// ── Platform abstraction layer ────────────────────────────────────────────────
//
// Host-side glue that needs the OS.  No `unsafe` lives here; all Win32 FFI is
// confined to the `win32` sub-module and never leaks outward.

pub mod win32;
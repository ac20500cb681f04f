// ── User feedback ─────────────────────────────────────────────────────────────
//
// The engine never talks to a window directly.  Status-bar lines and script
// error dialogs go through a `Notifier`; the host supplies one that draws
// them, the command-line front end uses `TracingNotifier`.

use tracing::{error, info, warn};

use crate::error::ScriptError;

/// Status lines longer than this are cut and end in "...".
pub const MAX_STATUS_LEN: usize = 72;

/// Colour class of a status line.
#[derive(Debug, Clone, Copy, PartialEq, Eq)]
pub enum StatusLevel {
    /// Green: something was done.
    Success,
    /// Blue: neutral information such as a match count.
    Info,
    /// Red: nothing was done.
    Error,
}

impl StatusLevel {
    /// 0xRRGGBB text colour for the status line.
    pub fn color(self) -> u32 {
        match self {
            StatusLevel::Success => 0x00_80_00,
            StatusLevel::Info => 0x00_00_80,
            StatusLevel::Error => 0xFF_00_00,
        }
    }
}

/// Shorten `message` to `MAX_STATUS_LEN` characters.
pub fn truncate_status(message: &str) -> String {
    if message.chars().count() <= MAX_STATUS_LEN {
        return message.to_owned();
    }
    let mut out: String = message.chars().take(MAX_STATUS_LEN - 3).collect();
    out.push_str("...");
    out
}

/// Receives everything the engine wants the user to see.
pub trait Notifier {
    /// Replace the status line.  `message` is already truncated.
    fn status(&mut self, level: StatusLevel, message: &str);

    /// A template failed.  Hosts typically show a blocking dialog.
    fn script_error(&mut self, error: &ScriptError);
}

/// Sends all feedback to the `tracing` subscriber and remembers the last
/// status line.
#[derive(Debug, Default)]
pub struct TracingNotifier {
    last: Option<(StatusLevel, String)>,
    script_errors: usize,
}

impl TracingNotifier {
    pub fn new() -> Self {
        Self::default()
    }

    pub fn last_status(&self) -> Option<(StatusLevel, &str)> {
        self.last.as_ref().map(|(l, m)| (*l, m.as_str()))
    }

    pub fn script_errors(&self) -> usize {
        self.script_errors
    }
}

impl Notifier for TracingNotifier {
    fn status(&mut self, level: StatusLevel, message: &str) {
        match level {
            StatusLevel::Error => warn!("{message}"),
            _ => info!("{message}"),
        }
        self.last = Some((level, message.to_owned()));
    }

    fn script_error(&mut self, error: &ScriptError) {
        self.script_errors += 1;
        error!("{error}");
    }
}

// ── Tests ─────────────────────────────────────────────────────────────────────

■ Your goal:
Transcribe the data in full, matching every line exactly.

■ Output:
// ── Platform abstraction layer ────────────────────────────────────────────────
//
// Host-side glue that needs the OS.  No `unsafe` lives here; all Win32 FFI is
// confined to the `win32` sub-module and never leaks outward.

pub mod win32;
repository ac20500cb681f04f
// ── User feedback ─────────────────────────────────────────────────────────────
//
// The engine never talks to a window directly.  Status-bar lines and script
// error dialogs go through a `Notifier`; the host supplies one that draws
// them, the command-line front end uses `TracingNotifier`.

use tracing::{error, info, warn};

use crate::error::ScriptError;

/// Status lines longer than this are cut and end in "...".
pub const MAX_STATUS_LEN: usize = 72;

/// Colour class of a status line.
#[derive(Debug, Clone, Copy, PartialEq, Eq)]
pub enum StatusLevel {
    /// Green: something was done.
    Success,
    /// Blue: neutral information such as a match count.
    Info,
    /// Red: nothing was done.
    Error,
}

impl StatusLevel {
    /// 0xRRGGBB text colour for the status line.
    pub fn color(self) -> u32 {
        match self {
            StatusLevel::Success => 0x00_80_00,
            StatusLevel::Info => 0x00_00_80,
            StatusLevel::Error => 0xFF_00_00,
        }
    }
}

/// Shorten `message` to `MAX_STATUS_LEN` characters.
pub fn truncate_status(message: &str) -> String {
    if message.chars().count() <= MAX_STATUS_LEN {
        return message.to_owned();
    }
    let mut out: String = message.chars().take(MAX_STATUS_LEN - 3).collect();
    out.push_str("...");
    out
}

/// Receives everything the engine wants the user to see.
pub trait Notifier {
    /// Replace the status line.  `message` is already truncated.
    fn status(&mut self, level: StatusLevel, message: &str);

    /// A template failed.  Hosts typically show a blocking dialog.
    fn script_error(&mut self, error: &ScriptError);
}

/// Sends all feedback to the `tracing` subscriber and remembers the last
/// status line.
#[derive(Debug, Default)]
pub struct TracingNotifier {
    last: Option<(StatusLevel, String)>,
    script_errors: usize,
}

impl TracingNotifier {
    pub fn new() -> Self {
        Self::default()
    }

    pub fn last_status(&self) -> Option<(StatusLevel, &str)> {
        self.last.as_ref().map(|(l, m)| (*l, m.as_str()))
    }

    pub fn script_errors(&self) -> usize {
        self.script_errors
    }
}

impl Notifier for TracingNotifier {
    fn status(&mut self, level: StatusLevel, message: &str) {
        match level {
            StatusLevel::Error => warn!("{message}"),
            _ => info!("{message}"),
        }
        self.last = Some((level, message.to_owned()));
    }

    fn script_error(&mut self, error: &ScriptError) {
        self.script_errors += 1;
        error!("{error}");
    }
}

// ── Tests ─────────────────────────────────────────────────────────────────────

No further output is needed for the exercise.